Think of OpenTelemetry as the “collector” and “shipper” of your data, and Jaeger as the “storage” and “viewer.”

Key Features:

  • Distributed Context Propagation: Tracks a request as it moves through multiple services.
  • Distributed Transaction Monitoring: Visualizes the entire path and timing of a request.
  • Root Cause Analysis: Quickly identifies which service is causing a delay or error.
  • Service Dependency Analysis: Automatically builds a map of how your services interact.
  • Performance / Latency Optimization: Pinpoints bottlenecks in your request flow.

2. Why Jaeger and OpenTelemetry?

OpenTelemetry (OTel) and Jaeger are a match made in heaven. OTel provides a standardized way to instrument your code, while Jaeger provides a standardized way to store and query those traces.

In modern OTel architectures, your application sends data via the OTLP (OpenTelemetry Protocol). Jaeger has built-in support for OTLP, making integration seamless.


3. Core Components of Jaeger

To understand how Jaeger works, it’s helpful to know its architecture (though for local development, you’ll use the “all-in-one” version):

  1. Jaeger Agent: A network daemon that listens for spans sent over UDP and routes them to the collector.
  2. Jaeger Collector: Receives spans from agents or directly from applications (via OTLP), runs them through a processing pipeline, and stores them in a backend.
  3. Storage Backend: Where the data lives (e.g., Elasticsearch, Cassandra, or Badger).
  4. Jaeger Query (UI): The web interface used to search and visualize traces.

4. Running Jaeger Locally

The easiest way to get started is by using the Jaeger All-In-One Docker image. This image includes the collector, query UI, and an in-memory storage backend in a single container.

Run the following command in your terminal:

docker run --name jaeger \
  -e COLLECTOR_OTLP_ENABLED=true \
  -p 16686:16686 \
  -p 4317:4317 \
  -p 4318:4318 \
  jaegertracing/all-in-one:latest
  • Port 16686: The Jaeger UI (open this in your browser: http://localhost:16686).
  • Port 4317: OTLP gRPC receiver (where your .NET app will send data).
  • Port 4318: OTLP HTTP receiver.

5. Connecting Your .NET Application

Recalling our configuration from Part 21, we can easily point our ASP.NET Core application to our local Jaeger instance using the OTLP exporter.

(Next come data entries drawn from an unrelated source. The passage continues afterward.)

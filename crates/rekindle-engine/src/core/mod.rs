//! Core engine-facing contracts.
//!
//! This module defines the interface between the lifecycle manager and
//! scene code, plus the host harness that sequences both.

mod app;
mod ctx;
mod harness;

pub use app::Scene;
pub use ctx::{FrameCtx, GpuCtx};
pub use harness::{default_size, Harness};
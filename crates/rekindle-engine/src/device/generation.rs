use std::fmt;

/// Identifies one device generation.
///
/// A new generation starts every time a device is created; everything created
/// under the previous one is released before that happens.
#[derive(Debug, Copy, Clone, Eq, PartialEq, Ord, PartialOrd, Hash)]
pub struct Generation(u64);

impl Generation {
    /// Placeholder before any device exists. Never handed out by [`next`](Self::next).
    pub(crate) const NONE: Generation = Generation(0);

    pub(crate) fn next(self) -> Self {
        Generation(self.0 + 1)
    }

    pub fn get(self) -> u64 {
        self.0
    }
}

impl fmt::Display for Generation {
    fn fmt(&self, f: &mut fmt::Formatter<'_>) -> fmt::Result {
        write!(f, "gen#{}", self.0)
    }
}

/// A value created under a specific device generation.
///
/// Access goes through [`get`](Self::get)/[`get_mut`](Self::get_mut) with the
/// caller's current generation; debug builds reject stale access.
#[derive(Debug)]
pub struct Tagged<T> {
    generation: Generation,
    value: T,
}

impl<T> Tagged<T> {
    pub fn new(generation: Generation, value: T) -> Self {
        Self { generation, value }
    }

    pub fn generation(&self) -> Generation {
        self.generation
    }

    #[track_caller]
    pub fn get(&self, current: Generation) -> &T {
        debug_assert_eq!(
            self.generation, current,
            "stale handle from {} used under {}",
            self.generation, current
        );
        &self.value
    }

    #[track_caller]
    pub fn get_mut(&mut self, current: Generation) -> &mut T {
        debug_assert_eq!(
            self.generation, current,
            "stale handle from {} used under {}",
            self.generation, current
        );
        &mut self.value
    }

    /// Unwraps the value for release. No generation check.
    pub fn into_inner(self) -> T {
        self.value
    }
}

#[cfg(test)]
mod tests {
    use super::*;

    #[test]
    fn generations_increase() {
        let first = Generation::NONE.next();
        let second = first.next();
        assert_eq!(first.get(), 1);
        assert!(second > first);
        assert_eq!(second.to_string(), "gen#2");
    }

    #[test]
    fn matching_generation_grants_access() {
        let g = Generation::NONE.next();
        let mut tagged = Tagged::new(g, 7u32);
        *tagged.get_mut(g) += 1;
        assert_eq!(*tagged.get(g), 8);
        assert_eq!(tagged.into_inner(), 8);
    }

    #[test]
    #[cfg(debug_assertions)]
    #[should_panic(expected = "stale handle")]
    fn stale_generation_is_rejected_in_debug() {
        let old = Generation::NONE.next();
        let tagged = Tagged::new(old, ());
        tagged.get(old.next());
    }
}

builder.Services.AddOpenTelemetry()
    .WithTracing(tracing => tracing
        .AddAspNetCoreInstrumentation()
        .AddOtlpExporter(opt =>
        {
            // Point to the Jaeger OTLP gRPC endpoint
            opt.Endpoint = new Uri("http://localhost:4317");
        }));

Once you run your app and hit a few endpoints, you’ll be able to see those traces in the Jaeger UI.


6. Exploring the Jaeger UI

Open http://localhost:16686 and you’ll see a powerful dashboard:

You can search for traces by service name, operation, tags (like http.status_code=500), and duration.

Trace Timeline

When you click on a trace, you see a “Gantt chart” style view. Each bar is a Span, representing a specific unit of work. You can see:

  • Exactly how long each part of the request took.
  • Where errors occurred (highlighted in red).
  • Metadata and custom tags you added during enrichment.

Service Graph (Dependencies)

Jaeger can generate a map showing how your services call each other. This is invaluable for understanding the topology of a large microservice system.


7. Conclusion

Jaeger is the “eyes” of your distributed system. By combining it with OpenTelemetry, you gain deep visibility into your application’s behavior, making it significantly easier to debug performance issues and understand complex interactions.